TeleComputing, a Microsoft partner since 1997, isn't dropping VMware altogether, but TeleComputing's Espeseth said the cost benefits are too significant to ignore.
TeleComputing is also saving money by using System Center to automate operations, he said. "This can actually drive costs lower than just moving licensing from VMware to Microsoft," Espeseth said. VMware couldn't be reached for comment.
If the program works, Microsoft will be able to further stake its claim as the only vendor that can do public and private cloud with a high level of proficiency. Microsoft often says running large scale Internet services like Bing, Skype, Office 365 and Outlook.com has given it experience other vendors don't have.

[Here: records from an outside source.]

//! Shared glyph path: binarize -> normalize -> extract.

use mkhedruli_core::{binarize, normalize, Bitmap, GrayImageView};
use mkhedruli_features::{extract_features, FeatureVector};

use crate::RecognizerParams;

/// Features of a bitmap glyph (normalization included).
pub fn featurize_bitmap(bmp: &Bitmap, params: &RecognizerParams) -> FeatureVector {
    let glyph = normalize(bmp, params.canonical_size);
    if glyph.is_blank() {
        log::warn!(
            "blank {}x{} glyph, using zero feature vector",
            bmp.width,
            bmp.height
        );
    }
    extract_features(&glyph, &params.features)
}

/// Features of a grayscale glyph image.
pub fn featurize_image(img: &GrayImageView<'_>, params: &RecognizerParams) -> FeatureVector {
    featurize_bitmap(&binarize(img, params.threshold), params)
}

"The fact that we are a large Internet-scale services provider ourselves gives us lots of advantages to the customer," Microsoft's Numoto said. "We can deliver economies of scale back to them, and this also drives a lot of IP development and learning."
Yet Microsoft's cloud storyline isn't unique -- Amazon Web Services executives like to tell a similar story about how they developed technology to run their internal operations and eventually realized it had grown into an enterprise-grade cloud portfolio.
IBM, by virtue of its SoftLayer acquisition, can also boast a public cloud that incorporates years of experience from SoftLayer's origins in the hosting business.
Nonetheless, Numoto insisted that Microsoft is "uniquely" positioned in the hybrid cloud space.
"We're the only ones with huge scale Internet cloud services, and also a presence in the on-premise customer environment," he told CRN. "Other, more traditional enterprise vendors talk about being enterprise grade, but they don't have the first-party services."